5. Juli 201850 Jahre Medical Tribune

„Ersatzteile besser als biologisches Original“

Digitalisierung, Alterung der Gesellschaft, Biotransformation und Gesundheitsexpansion lauten die Megatrends, die das Gebiet der Medizin in den kommenden Jahren prägen werden. Ein Gespräch mit dem Schweizer Zukunftsforscher Georges T. Roos. (Medical Tribune 26/18)

Zukunftsforscher Georges T. Roos referierte im März auf dem 15. Forum Hospital Management in Wien.

Zukunftsforscher beschäftigen sich mit Megatrends, also langfristigen Entwicklungen, die für alle Bereiche der Gesellschaft prägend sind. Welche sind denn die Megatrends, die sich stark auf dem Gebiet der Medizin auswirken werden?
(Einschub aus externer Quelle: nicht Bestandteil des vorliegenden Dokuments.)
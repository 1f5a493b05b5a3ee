// ==========================================
// 工序执行质量追踪系统 - 数据仓储层
// ==========================================
// 红线: Repository 不含业务逻辑
// ==========================================
// 职责: 提供数据访问接口,屏蔽数据库细节
// 约束: 所有查询使用参数化,防止 SQL 注入
// ==========================================

pub mod activity_log_repo;
pub mod catalog_repo;
pub mod error;
pub mod execution_repo;
pub mod material_ledger_repo;
pub mod timestamp;

// 重导出核心仓储
pub use activity_log_repo::ActivityLogRepository;
pub use catalog_repo::{IndicatorDefRepository, MaterialDefRepository, ProcessDefRepository};
pub use error::{RepositoryError, RepositoryResult};
pub use execution_repo::{ExecutionRepository, SqliteExecutionStore};
pub use material_ledger_repo::{MaterialLedgerRepository, SqliteMaterialLedger};
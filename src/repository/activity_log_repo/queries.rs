use super::core::ActivityLogRepository;
use crate::domain::activity_log::ActivityLog;
use crate::domain::types::ActivityKind;
use crate::engine::daily_summary::DailyActivitySource;
use crate::repository::error::RepositoryResult;
use crate::repository::timestamp::{format_ts, read_ts};
use chrono::NaiveDateTime;
use rusqlite::types::Type;
use rusqlite::{params, Result as SqliteResult, Row};

impl ActivityLogRepository {
    // ==========================================
    // 查询操作
    // ==========================================

    /// 按 activity_id 查询单个日志
    pub fn find_by_id(&self, activity_id: &str) -> RepositoryResult<Option<ActivityLog>> {
        let conn = self.get_conn()?;

        let mut stmt = conn.prepare(
            r#"
            SELECT activity_id, kind, ref_id, actor_id, description, created_at
            FROM activity_log
            WHERE activity_id = ?
            "#,
        )?;

        match stmt.query_row(params![activity_id], map_row) {
            Ok(log) => Ok(Some(log)),
            Err(rusqlite::Error::QueryReturnedNoRows) => Ok(None),
            Err(e) => Err(e.into()),
        }
    }

    /// 查询某实体的全部日志（按时间倒序）
    pub fn find_by_ref(&self, kind: ActivityKind, ref_id: i64) -> RepositoryResult<Vec<ActivityLog>> {
        let conn = self.get_conn()?;

        let mut stmt = conn.prepare(
            r#"
            SELECT activity_id, kind, ref_id, actor_id, description, created_at
            FROM activity_log
            WHERE kind = ? AND ref_id = ?
            ORDER BY created_at DESC
            "#,
        )?;

        let logs = stmt
            .query_map(params![kind.as_str(), ref_id], map_row)?
            .collect::<SqliteResult<Vec<_>>>()?;

        Ok(logs)
    }

    /// 查询最近的日志
    pub fn find_recent(&self, limit: i64) -> RepositoryResult<Vec<ActivityLog>> {
        let conn = self.get_conn()?;

        let mut stmt = conn.prepare(
            r#"
            SELECT activity_id, kind, ref_id, actor_id, description, created_at
            FROM activity_log
            ORDER BY created_at DESC
            LIMIT ?
            "#,
        )?;

        let logs = stmt
            .query_map(params![limit], map_row)?
            .collect::<SqliteResult<Vec<_>>>()?;

        Ok(logs)
    }

    // ==========================================
    // 统计操作（区间左闭右开, UTC）
    // ==========================================

    /// 统计区间内指定类别的日志数
    pub fn count_by_kind_between(
        &self,
        kind: ActivityKind,
        from: NaiveDateTime,
        to: NaiveDateTime,
    ) -> RepositoryResult<i64> {
        let conn = self.get_conn()?;
        let count: i64 = conn.query_row(
            r#"
            SELECT COUNT(*)
            FROM activity_log
            WHERE kind = ?1 AND created_at >= ?2 AND created_at < ?3
            "#,
            params![kind.as_str(), format_ts(&from), format_ts(&to)],
            |row| row.get(0),
        )?;
        Ok(count)
    }

    /// 区间内有执行日志的执行记录的合格/不合格合计
    pub fn execution_totals_between(
        &self,
        from: NaiveDateTime,
        to: NaiveDateTime,
    ) -> RepositoryResult<(i64, i64)> {
        let conn = self.get_conn()?;
        let totals = conn.query_row(
            r#"
            SELECT COALESCE(SUM(pe.conformidades), 0),
                   COALESCE(SUM(pe.no_conformidades), 0)
            FROM activity_log al
            JOIN proceso_ejecutado pe ON pe.id = al.ref_id
            WHERE al.kind = ?1 AND al.created_at >= ?2 AND al.created_at < ?3
            "#,
            params![
                ActivityKind::Execution.as_str(),
                format_ts(&from),
                format_ts(&to)
            ],
            |row| Ok((row.get(0)?, row.get(1)?)),
        )?;
        Ok(totals)
    }
}

impl DailyActivitySource for ActivityLogRepository {
    fn count_activity(
        &self,
        kind: ActivityKind,
        from: NaiveDateTime,
        to: NaiveDateTime,
    ) -> RepositoryResult<i64> {
        self.count_by_kind_between(kind, from, to)
    }

    fn execution_totals(
        &self,
        from: NaiveDateTime,
        to: NaiveDateTime,
    ) -> RepositoryResult<(i64, i64)> {
        self.execution_totals_between(from, to)
    }
}

/// 映射数据库行到 ActivityLog
fn map_row(row: &Row<'_>) -> SqliteResult<ActivityLog> {
    let kind_raw: String = row.get(1)?;
    let kind = ActivityKind::parse(&kind_raw).ok_or_else(|| {
        rusqlite::Error::FromSqlConversionFailure(
            1,
            Type::Text,
            format!("未知的日志类别: {}", kind_raw).into(),
        )
    })?;

    Ok(ActivityLog {
        activity_id: row.get(0)?,
        kind,
        ref_id: row.get(2)?,
        actor_id: row.get(3)?,
        description: row.get(4)?,
        created_at: read_ts(row, 5)?,
    })
}
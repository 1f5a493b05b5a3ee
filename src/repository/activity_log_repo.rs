// ==========================================
// 工序执行质量追踪系统 - 活动日志数据仓储
// ==========================================
// 用途: 审计追踪，每日汇总计数
// 红线: 目录实体创建与流程执行必须记录
// ==========================================

mod core;
mod queries;


pub use core::ActivityLogRepository;
// ==========================================
// 工序执行质量追踪系统 - 配置管理器
// ==========================================
// 职责: 配置加载、查询、覆写管理
// 存储: config_kv 表 (key-value + scope)
// ==========================================

use crate::config::engine_config_trait::EngineConfigReader;
use crate::db::open_sqlite_connection;
use crate::engine::availability::{
    AvailabilitySchedule, DEFAULT_DURATION_HOURS, DEFAULT_START_HOUR, DEFAULT_UTC_OFFSET_HOURS,
};
use crate::engine::daily_summary::DEFAULT_SUMMARY_PATH;
use crate::engine::indicator::DEFAULT_CHECKBOX_PENALTY_RATIO;
use crate::engine::statistics::DEFAULT_STAGE_NUMBERS;
use async_trait::async_trait;
use rusqlite::{params, Connection};
use serde_json::json;
use std::collections::HashMap;
use std::error::Error;
use std::sync::{Arc, Mutex, MutexGuard};
use thiserror::Error;
use tracing::{info, warn};

// ==========================================
// ConfigError - 配置错误
// ==========================================
#[derive(Error, Debug)]
pub enum ConfigError {
    #[error("配置值超出范围 ({key}={value}): {reason}")]
    OutOfRange {
        key: String,
        value: String,
        reason: String,
    },

    #[error("配置存储失败: {0}")]
    Storage(String),
}

impl From<rusqlite::Error> for ConfigError {
    fn from(err: rusqlite::Error) -> Self {
        ConfigError::Storage(err.to_string())
    }
}

pub type ConfigResult<T> = Result<T, ConfigError>;

// ==========================================
// ConfigManager - 配置管理器
// ==========================================
pub struct ConfigManager {
    conn: Arc<Mutex<Connection>>,
}

impl ConfigManager {
    /// 创建新的 ConfigManager 实例
    ///
    /// # 参数
    /// - db_path: 数据库文件路径
    pub fn new(db_path: &str) -> Result<Self, Box<dyn Error>> {
        let conn = open_sqlite_connection(db_path)?;

        Ok(Self {
            conn: Arc::new(Mutex::new(conn)),
        })
    }

    /// 从已有连接创建 ConfigManager
    ///
    /// 说明：为保证连接行为一致，会对传入连接再次应用统一 PRAGMA（幂等）。
    pub fn from_connection(conn: Arc<Mutex<Connection>>) -> Result<Self, Box<dyn Error>> {
        {
            let conn_guard = conn.lock().map_err(|e| format!("锁获取失败: {}", e))?;
            crate::db::configure_sqlite_connection(&conn_guard)?;
        }

        Ok(Self { conn })
    }

    fn lock(&self) -> ConfigResult<MutexGuard<'_, Connection>> {
        self.conn
            .lock()
            .map_err(|e| ConfigError::Storage(format!("锁获取失败: {}", e)))
    }

    /// 从 config_kv 表读取配置值（scope_id='global'）
    ///
    /// # 返回
    /// - Some(String): 配置值
    /// - None: 配置不存在
    pub fn get_global_config_value(&self, key: &str) -> ConfigResult<Option<String>> {
        let conn = self.lock()?;

        let result = conn.query_row(
            "SELECT value FROM config_kv WHERE scope_id = 'global' AND key = ?1",
            params![key],
            |row| row.get::<_, String>(0),
        );

        match result {
            Ok(value) => Ok(Some(value)),
            Err(rusqlite::Error::QueryReturnedNoRows) => Ok(None),
            Err(e) => Err(e.into()),
        }
    }

    /// 从 config_kv 表读取配置值，带默认值
    fn get_config_or_default(&self, key: &str, default: &str) -> ConfigResult<String> {
        Ok(self
            .get_global_config_value(key)?
            .unwrap_or_else(|| default.to_string()))
    }

    /// 写入 global 配置（UPSERT）
    pub fn set_global_config_value(&self, key: &str, value: &str) -> ConfigResult<()> {
        let conn = self.lock()?;
        conn.execute(
            "INSERT INTO config_kv (scope_id, key, value) VALUES ('global', ?1, ?2)
             ON CONFLICT(scope_id, key) DO UPDATE SET value = ?2, updated_at = datetime('now')",
            params![key, value],
        )?;
        Ok(())
    }

    /// 获取所有 global 配置的快照（JSON格式）
    pub fn get_config_snapshot(&self) -> ConfigResult<String> {
        let conn = self.lock()?;

        let mut stmt =
            conn.prepare("SELECT key, value FROM config_kv WHERE scope_id = 'global' ORDER BY key")?;

        let mut config_map: HashMap<String, String> = HashMap::new();
        let rows = stmt.query_map([], |row| {
            Ok((row.get::<_, String>(0)?, row.get::<_, String>(1)?))
        })?;

        for row in rows {
            let (key, value) = row?;
            config_map.insert(key, value);
        }

        Ok(json!(config_map).to_string())
    }

    // ===== 指标评估配置 =====

    /// 复选框指标随机不合格量比例（无效值回退默认）
    pub fn checkbox_penalty_ratio(&self) -> ConfigResult<f64> {
        let value = self.get_config_or_default(
            config_keys::CHECKBOX_PENALTY_RATIO,
            &DEFAULT_CHECKBOX_PENALTY_RATIO.to_string(),
        )?;
        Ok(value
            .trim()
            .parse::<f64>()
            .ok()
            .filter(|r| r.is_finite() && *r >= 0.0)
            .unwrap_or(DEFAULT_CHECKBOX_PENALTY_RATIO))
    }

    /// 固定随机种子（未配置则使用熵源）
    pub fn random_seed(&self) -> ConfigResult<Option<u64>> {
        Ok(self
            .get_global_config_value(config_keys::RANDOM_SEED)?
            .and_then(|v| v.trim().parse::<u64>().ok()))
    }

    // ===== 统计配置 =====

    /// 阶段总体统计的阶段编号列表（逗号分隔）
    pub fn stats_stage_numbers(&self) -> ConfigResult<Vec<i64>> {
        let value = self.get_config_or_default(config_keys::STATS_STAGE_NUMBERS, "")?;

        let numbers: Vec<i64> = value
            .split(',')
            .filter_map(|s| s.trim().parse::<i64>().ok())
            .collect();

        if numbers.is_empty() {
            Ok(DEFAULT_STAGE_NUMBERS.to_vec())
        } else {
            Ok(numbers)
        }
    }

    /// 每日汇总缓存文件路径
    pub fn daily_summary_path(&self) -> ConfigResult<String> {
        let value =
            self.get_config_or_default(config_keys::DAILY_SUMMARY_PATH, DEFAULT_SUMMARY_PATH)?;
        if value.trim().is_empty() {
            return Ok(DEFAULT_SUMMARY_PATH.to_string());
        }
        Ok(value)
    }

    // ===== 可用时段配置 =====

    /// 可用时段（存储值无效时回退默认）
    pub fn availability_schedule(&self) -> ConfigResult<AvailabilitySchedule> {
        let start = self
            .get_config_or_default(
                config_keys::AVAILABILITY_START_HOUR,
                &DEFAULT_START_HOUR.to_string(),
            )?
            .trim()
            .parse::<u32>()
            .unwrap_or(DEFAULT_START_HOUR);
        let duration = self
            .get_config_or_default(
                config_keys::AVAILABILITY_DURATION_HOURS,
                &DEFAULT_DURATION_HOURS.to_string(),
            )?
            .trim()
            .parse::<u32>()
            .unwrap_or(DEFAULT_DURATION_HOURS);

        match AvailabilitySchedule::new(start, duration) {
            Ok(schedule) => Ok(schedule),
            Err(e) => {
                warn!(error = %e, "存储的可用时段无效，使用默认值");
                Ok(AvailabilitySchedule::default())
            }
        }
    }

    /// 时区偏移（小时）
    pub fn utc_offset_hours(&self) -> ConfigResult<i32> {
        let value = self.get_config_or_default(
            config_keys::AVAILABILITY_UTC_OFFSET_HOURS,
            &DEFAULT_UTC_OFFSET_HOURS.to_string(),
        )?;
        Ok(value
            .trim()
            .parse::<i32>()
            .ok()
            .filter(|h| (-23..=23).contains(h))
            .unwrap_or(DEFAULT_UTC_OFFSET_HOURS))
    }

    /// 校验并持久化可用时段
    ///
    /// 约束: 0 <= start_hour < 24, 0 < duration_hours <= 24
    pub fn save_availability_schedule(
        &self,
        start_hour: u32,
        duration_hours: u32,
    ) -> ConfigResult<AvailabilitySchedule> {
        if start_hour >= 24 {
            return Err(ConfigError::OutOfRange {
                key: config_keys::AVAILABILITY_START_HOUR.to_string(),
                value: start_hour.to_string(),
                reason: "必须在 0-23 之间".to_string(),
            });
        }
        if duration_hours == 0 || duration_hours > 24 {
            return Err(ConfigError::OutOfRange {
                key: config_keys::AVAILABILITY_DURATION_HOURS.to_string(),
                value: duration_hours.to_string(),
                reason: "必须在 1-24 之间".to_string(),
            });
        }

        let schedule = AvailabilitySchedule {
            start_hour,
            duration_hours,
        };

        let mut conn = self.lock()?;
        let tx = conn.transaction()?;
        for (key, value) in [
            (config_keys::AVAILABILITY_START_HOUR, start_hour),
            (config_keys::AVAILABILITY_DURATION_HOURS, duration_hours),
        ] {
            tx.execute(
                "INSERT INTO config_kv (scope_id, key, value) VALUES ('global', ?1, ?2)
                 ON CONFLICT(scope_id, key) DO UPDATE SET value = ?2, updated_at = datetime('now')",
                params![key, value.to_string()],
            )?;
        }
        tx.commit()?;

        info!(start_hour, duration_hours, "可用时段已持久化");
        Ok(schedule)
    }
}

#[async_trait]
impl EngineConfigReader for ConfigManager {
    async fn get_checkbox_penalty_ratio(&self) -> Result<f64, Box<dyn Error>> {
        Ok(self.checkbox_penalty_ratio()?)
    }

    async fn get_random_seed(&self) -> Result<Option<u64>, Box<dyn Error>> {
        Ok(self.random_seed()?)
    }

    async fn get_stats_stage_numbers(&self) -> Result<Vec<i64>, Box<dyn Error>> {
        Ok(self.stats_stage_numbers()?)
    }

    async fn get_daily_summary_path(&self) -> Result<String, Box<dyn Error>> {
        Ok(self.daily_summary_path()?)
    }

    async fn get_availability_schedule(&self) -> Result<AvailabilitySchedule, Box<dyn Error>> {
        Ok(self.availability_schedule()?)
    }

    async fn get_utc_offset_hours(&self) -> Result<i32, Box<dyn Error>> {
        Ok(self.utc_offset_hours()?)
    }
}

// ==========================================
// 配置键常量
// ==========================================
pub mod config_keys {
    // 指标评估
    pub const CHECKBOX_PENALTY_RATIO: &str = "checkbox_penalty_ratio";
    pub const RANDOM_SEED: &str = "random_seed";

    // 统计
    pub const STATS_STAGE_NUMBERS: &str = "stats_stage_numbers";

    // 每日汇总
    pub const DAILY_SUMMARY_PATH: &str = "daily_summary_path";

    // 可用时段
    pub const AVAILABILITY_START_HOUR: &str = "availability_start_hour";
    pub const AVAILABILITY_DURATION_HOURS: &str = "availability_duration_hours";
    pub const AVAILABILITY_UTC_OFFSET_HOURS: &str = "availability_utc_offset_hours";
}
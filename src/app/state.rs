// ==========================================
// 工序执行质量追踪系统 - 应用状态
// ==========================================
// 职责: 管理应用级别的共享状态和API实例
// ==========================================

use std::path::{Path, PathBuf};
use std::sync::{Arc, Mutex};

use crate::api::{CatalogApi, ConfigApi, ExecutionApi, StatisticsApi};
use crate::config::{ConfigManager, EngineConfigReader};
use crate::engine::availability::{offset_from_hours, AvailabilityGate};
use crate::engine::daily_summary::{DailySummaryService, SummaryCache};
use crate::engine::{
    ExecutionAggregator, IndicatorEvaluator, RandomSourceFactory, StageProcessor,
    StatisticsAggregator,
};
use crate::repository::{
    activity_log_repo::ActivityLogRepository,
    catalog_repo::{IndicatorDefRepository, MaterialDefRepository, ProcessDefRepository},
    execution_repo::ExecutionRepository,
    material_ledger_repo::MaterialLedgerRepository,
};

/// 应用状态
///
/// 包含所有API实例和共享资源
pub struct AppState {
    /// 数据库路径
    pub db_path: String,

    /// 流程执行API
    pub execution_api: Arc<ExecutionApi>,

    /// 统计API
    pub statistics_api: Arc<StatisticsApi>,

    /// 配置管理API（可用时段、每日汇总）
    pub config_api: Arc<ConfigApi>,

    /// 流程/物料/指标目录API
    pub catalog_api: Arc<CatalogApi>,

    /// 活动日志仓储（用于审计追踪）
    pub activity_log_repo: Arc<ActivityLogRepository>,
}

impl AppState {
    /// 创建新的AppState实例
    ///
    /// # 说明
    /// 该方法会：
    /// 1. 打开数据库并建表
    /// 2. 读取配置，初始化所有Engine
    /// 3. 初始化所有Repository和API实例
    pub async fn new(db_path: String) -> Result<Self, String> {
        tracing::info!("初始化AppState，数据库路径: {}", db_path);

        // 创建数据库连接（共享连接）
        let conn = crate::db::open_and_migrate(&db_path)
            .map_err(|e| format!("无法打开数据库: {}", e))?;
        let conn = Arc::new(Mutex::new(conn));

        // ==========================================
        // 读取配置
        // ==========================================
        let config_manager = Arc::new(
            ConfigManager::from_connection(conn.clone())
                .map_err(|e| format!("无法创建ConfigManager: {}", e))?,
        );

        let penalty_ratio = config_manager
            .get_checkbox_penalty_ratio()
            .await
            .map_err(|e| format!("读取复选框惩罚比例失败: {}", e))?;
        let random_seed = config_manager
            .get_random_seed()
            .await
            .map_err(|e| format!("读取随机种子失败: {}", e))?;
        let stage_numbers = config_manager
            .get_stats_stage_numbers()
            .await
            .map_err(|e| format!("读取统计阶段编号失败: {}", e))?;
        let summary_path = config_manager
            .get_daily_summary_path()
            .await
            .map_err(|e| format!("读取汇总文件路径失败: {}", e))?;
        let schedule = config_manager
            .get_availability_schedule()
            .await
            .map_err(|e| format!("读取可用时段失败: {}", e))?;
        let offset_hours = config_manager
            .get_utc_offset_hours()
            .await
            .map_err(|e| format!("读取时区偏移失败: {}", e))?;
        let offset = offset_from_hours(offset_hours)
            .ok_or_else(|| format!("时区偏移超出范围: {}", offset_hours))?;

        // ==========================================
        // 初始化Repository层
        // ==========================================
        let execution_repo = Arc::new(ExecutionRepository::new(conn.clone()));
        let ledger_repo = Arc::new(MaterialLedgerRepository::new(conn.clone()));
        let activity_log_repo = Arc::new(ActivityLogRepository::new(conn.clone()));
        let process_repo = Arc::new(ProcessDefRepository::new(conn.clone()));
        let material_repo = Arc::new(MaterialDefRepository::new(conn.clone()));
        let indicator_repo = Arc::new(IndicatorDefRepository::new(conn.clone()));

        // ==========================================
        // 初始化Engine层
        // ==========================================
        let aggregator =
            ExecutionAggregator::new(StageProcessor::new(IndicatorEvaluator::new(penalty_ratio)));
        let rng_factory = match random_seed {
            Some(seed) => {
                tracing::info!(seed, "使用固定随机种子");
                RandomSourceFactory::Seeded(seed)
            }
            None => RandomSourceFactory::Entropy,
        };
        let statistics = StatisticsAggregator::new(stage_numbers);
        let gate = Arc::new(AvailabilityGate::new(schedule, offset));
        let summary_service = DailySummaryService::new(
            offset,
            SummaryCache::new(resolve_relative_to_db(&db_path, &summary_path)),
        );

        // ==========================================
        // 初始化API层
        // ==========================================
        let execution_api = Arc::new(ExecutionApi::new(
            conn.clone(),
            aggregator,
            rng_factory,
            execution_repo.clone(),
        ));
        let statistics_api = Arc::new(StatisticsApi::new(
            statistics,
            execution_repo,
            ledger_repo,
            process_repo.clone(),
        ));
        let config_api = Arc::new(ConfigApi::new(
            config_manager,
            gate,
            summary_service,
            activity_log_repo.clone(),
        ));
        let catalog_api = Arc::new(CatalogApi::new(process_repo, material_repo, indicator_repo));

        tracing::info!("AppState初始化完成");

        Ok(Self {
            db_path,
            execution_api,
            statistics_api,
            config_api,
            catalog_api,
            activity_log_repo,
        })
    }
}

/// 相对路径按数据库文件所在目录解析
fn resolve_relative_to_db(db_path: &str, path: &str) -> PathBuf {
    let candidate = PathBuf::from(path);
    if candidate.is_absolute() {
        return candidate;
    }
    match Path::new(db_path).parent() {
        Some(dir) if !dir.as_os_str().is_empty() => dir.join(candidate),
        _ => candidate,
    }
}

/// 获取默认数据库路径
pub fn get_default_db_path() -> String {
    // 允许通过环境变量显式指定 DB 路径（便于调试/测试/CI）
    if let Ok(path) = std::env::var("PROCESS_CONFORMITY_DB_PATH") {
        let trimmed = path.trim();
        if !trimmed.is_empty() {
            return trimmed.to_string();
        }
    }

    let mut path = PathBuf::from("./process_conformity.db");

    if let Some(data_dir) = dirs::data_dir() {
        let dir = data_dir.join("process-conformity");
        if std::fs::create_dir_all(&dir).is_ok() {
            path = dir.join("process_conformity.db");
        }
    }

    path.to_string_lossy().to_string()
}

#[cfg(test)]
mod tests {
    use super::*;

    #[test]
    fn test_get_default_db_path() {
        let path = get_default_db_path();
        assert!(!path.is_empty());
        assert!(path.ends_with(".db"));
    }

    #[test]
    fn test_resolve_relative_to_db() {
        assert_eq!(
            resolve_relative_to_db("/var/lib/pc/app.db", "data/resumen_dia.json"),
            PathBuf::from("/var/lib/pc/data/resumen_dia.json")
        );
        assert_eq!(
            resolve_relative_to_db("/var/lib/pc/app.db", "/tmp/resumen.json"),
            PathBuf::from("/tmp/resumen.json")
        );
        assert_eq!(
            resolve_relative_to_db("app.db", "data/resumen_dia.json"),
            PathBuf::from("data/resumen_dia.json")
        );
    }
}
Roos: Da gibt es mehrere. Einer davon ist die Gesundheitsexpansion, also ein weltweit wachsender Markt für Gesundheitsdienstleistungen. Laut einer Prognose aus Deutschland werden sich die weltweiten Umsätze auf den Gesundheitsmärkten bis 2030 vervierfachen. Der zweite Megatrend ist die Alterung der Gesellschaft. Die Menschen werden im Durchschnitt immer gesünder und leben länger. Von diesem demographischen Wandel sind nicht etwa nur Europa und Japan betroffen, sondern die Generation 60plus ist weltweit – mit Ausnahme von Afrika – die am schnellsten wachsende Altersklasse. Schließlich werden für das Gesundheitswesen noch zwei weitere Megatrends eine große Rolle spielen, die ich embryonal nenne, weil noch es sie nicht lange gibt. Der eine ist die Digitalisierung, die eine technische Autonomisierung mit sich bringt: autonome Roboter, das Internet der Dinge und vor allem künstliche Intelligenz. Der andere lautet Biotransformation – ein Upgrade der Biologie.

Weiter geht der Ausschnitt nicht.